De Yang^*, Qian Chen, Helene F. Rosenberg^¶, Susanna M. Rybak, Dianne L. Newton, Zhao Yuan Wang^*, Qin Fu^||, Velizar T. Tchernev^||, Minjuan Wang^||, Barry Schweitzer^||, Stephen F. Kingsmore^||, Dhavalkumar D. Patel^||,#, Joost J. Oppenheim and O. M. Zack Howard^2,

^* Basic Research Program and Division of Cancer Treatment and Diagnosis/Developmental Therapeutics Program Support Program, Science Applications International Corporation (SAIC)-Frederick, Laboratory of Molecular Immunoregulation, Center for Cancer Research, and Developmental Therapeutics Program, Division of Cancer Treatment and Diagnosis, National Cancer Institute, Frederick, MD 21702; ^¶ Eosinophil Pathophysiology Section, Laboratory of Host Defenses, National Institute of Allergy and Infectious Diseases, National Institutes of Health, Bethesda, MD 20892; ^|| Molecular Staging, New Haven, CT 06511; and ^# Thurston Arthritis Research Center and Department of Medicine, University of North Carolina, Chapel Hill, NC 27599

A number of mammalian antimicrobial proteins produced by neutrophils and cells of epithelial origin have chemotactic and activating effects on host cells, including cells of the immune system. Eosinophil granules contain an antimicrobial protein known as eosinophil-derived neurotoxin (EDN), which belongs to the RNase A superfamily. EDN has antiviral and chemotactic activities in vitro. In this study, we show that EDN, and to a lesser extent human pancreatic RNase (hPR), another RNase A superfamily member, activates human dendritic cells (DCs), leading to the production of a variety of inflammatory cytokines, chemokines, growth factors, and soluble receptors. Human angiogenin, a RNase evolutionarily more distant to EDN and hPR, did not display such activating effects.

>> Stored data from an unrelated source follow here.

/*!
# Nebula GFX - Vulkan Backend

Vulkan implementation of the Nebula debug-marker layer.

This crate provides the [`VulkanMarkerDevice`] implementing the
`nebula_gfx::marker::MarkerDevice` trait with the Ash library: object names
and tags registered with marker providers reach the driver through
`VK_EXT_debug_marker`, where tools like RenderDoc pick them up. It also
routes `VK_EXT_debug_utils` validation messages through the Nebula logging
system.
*/

// Vulkan implementation modules
mod vulkan_debug;
mod vulkan_marker_device;

pub use vulkan_marker_device::VulkanMarkerDevice;

// Re-export debug utilities
pub use vulkan_debug::{create_debug_messenger, destroy_debug_messenger, vulkan_debug_callback};
/// Vulkan validation diagnostics - routes VK_EXT_debug_utils messages
/// through the Nebula logging system
///
/// The callback translates message severity onto the log severity levels, so
/// a custom Logger installed on the core crate sees driver diagnostics next
/// to the layer's own messages.

use std::ffi::CStr;

use ash::vk;
use nebula_gfx::nebula::{Error, Result};
use nebula_gfx::{gfx_debug, gfx_error, gfx_info, gfx_warn};

/// Vulkan debug messenger callback
///
/// This function is called by Vulkan validation layers when they detect
/// issues. Messages are forwarded to the global logger with a severity
/// matching the driver's.
pub unsafe extern "system" fn vulkan_debug_callback(
    message_severity: vk::DebugUtilsMessageSeverityFlagsEXT,
    message_type: vk::DebugUtilsMessageTypeFlagsEXT,
    p_callback_data: *const vk::DebugUtilsMessengerCallbackDataEXT,
    _user_data: *mut std::os::raw::c_void,
) -> vk::Bool32 {
    // Get callback data
    let callback_data = *p_callback_data;
    let message_id_name = if callback_data.p_message_id_name.is_null() {
        "Unknown"
    } else {
        CStr::from_ptr(callback_data.p_message_id_name)
            .to_str()
            .unwrap_or("Invalid UTF-8")
    };
    let message = if callback_data.p_message.is_null() {
        "No message"
    } else {
        CStr::from_ptr(callback_data.p_message)
            .to_str()
            .unwrap_or("Invalid UTF-8")
    };

    // Determine message type
    let type_str = if message_type.contains(vk::DebugUtilsMessageTypeFlagsEXT::VALIDATION) {
        "Validation"
    } else if message_type.contains(vk::DebugUtilsMessageTypeFlagsEXT::PERFORMANCE) {
        "Performance"
    } else {
        "General"
    };

    // Forward with matching severity
    if message_severity.contains(vk::DebugUtilsMessageSeverityFlagsEXT::ERROR) {
        gfx_error!("nebula::vulkan", "[{}] {}: {}", type_str, message_id_name, message);
    } else if message_severity.contains(vk::DebugUtilsMessageSeverityFlagsEXT::WARNING) {
        gfx_warn!("nebula::vulkan", "[{}] {}: {}", type_str, message_id_name, message);
    } else if message_severity.contains(vk::DebugUtilsMessageSeverityFlagsEXT::INFO) {
        gfx_info!("nebula::vulkan", "[{}] {}: {}", type_str, message_id_name, message);
    } else {
        gfx_debug!("nebula::vulkan", "[{}] {}: {}", type_str, message_id_name, message);
    }

    vk::FALSE // Don't abort Vulkan execution
}

/// Create a debug messenger that reports through the logging system
///
/// # Arguments
///
/// * `debug_utils` - VK_EXT_debug_utils instance function table
///
/// # Errors
///
/// Returns an error if the driver refuses to create the messenger.
pub fn create_debug_messenger(
    debug_utils: &ash::ext::debug_utils::Instance,
) -> Result<vk::DebugUtilsMessengerEXT> {
    let create_info = vk::DebugUtilsMessengerCreateInfoEXT::default()
        .message_severity(
            vk::DebugUtilsMessageSeverityFlagsEXT::ERROR
                | vk::DebugUtilsMessageSeverityFlagsEXT::WARNING
                | vk::DebugUtilsMessageSeverityFlagsEXT::INFO
                | vk::DebugUtilsMessageSeverityFlagsEXT::VERBOSE,
        )
        .message_type(
            vk::DebugUtilsMessageTypeFlagsEXT::GENERAL
                | vk::DebugUtilsMessageTypeFlagsEXT::VALIDATION
                | vk::DebugUtilsMessageTypeFlagsEXT::PERFORMANCE,
        )
        .pfn_user_callback(Some(vulkan_debug_callback));

    unsafe { debug_utils.create_debug_utils_messenger(&create_info, None) }
        .map_err(|e| Error::InitializationFailed(format!("Failed to create debug messenger: {}", e)))
}

/// Destroy a messenger created with [`create_debug_messenger`]
///
/// # Safety
///
/// The messenger must have been created from the same instance and must not
/// be used afterwards.
pub unsafe fn destroy_debug_messenger(
    debug_utils: &ash::ext::debug_utils::Instance,
    messenger: vk::DebugUtilsMessengerEXT,
) {
    debug_utils.destroy_debug_utils_messenger(messenger, None);
}
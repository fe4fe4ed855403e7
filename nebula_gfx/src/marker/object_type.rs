/// ObjectType - backend-agnostic object-type enumeration for debug markers

/// Type of the native object a marker refers to
///
/// Mirrors the driver-side debug-report object-type enumeration; backends map
/// these variants onto their own constants (e.g. `VkDebugReportObjectTypeEXT`
/// in the Vulkan backend).
#[derive(Debug, Clone, Copy, PartialEq, Eq, Hash)]
pub enum ObjectType {
    Unknown,
    Instance,
    PhysicalDevice,
    Device,
    Queue,
    Semaphore,
    CommandBuffer,
    Fence,
    DeviceMemory,
    Buffer,
    Image,
    Event,
    QueryPool,
    BufferView,
    ImageView,
    ShaderModule,
    PipelineCache,
    PipelineLayout,
    RenderPass,
    Pipeline,
    DescriptorSetLayout,
    Sampler,
    DescriptorPool,
    DescriptorSet,
    Framebuffer,
    CommandPool,
    Surface,
    Swapchain,
}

Additionally, EDN and hPR also induced phenotypic and functional maturation DCs. These RNases were as efficacious as TNF-, but induced a different set of cytokine mediators. Furthermore, EDN production by human macrophages could be induced by proinflammatory stimuli. The results reveal the DC-activating activity of EDN and hPR and suggest that they are likely participants of inflammatory and immune responses. A number of endogenous mediators in addition to EDN have been reported to have both chemotactic and activating effects on APCs, and can thus amplify innate and Ag-specific immune responses to danger signals. We therefore propose these mediators be considered as endogenous multifunctional immune alarmins.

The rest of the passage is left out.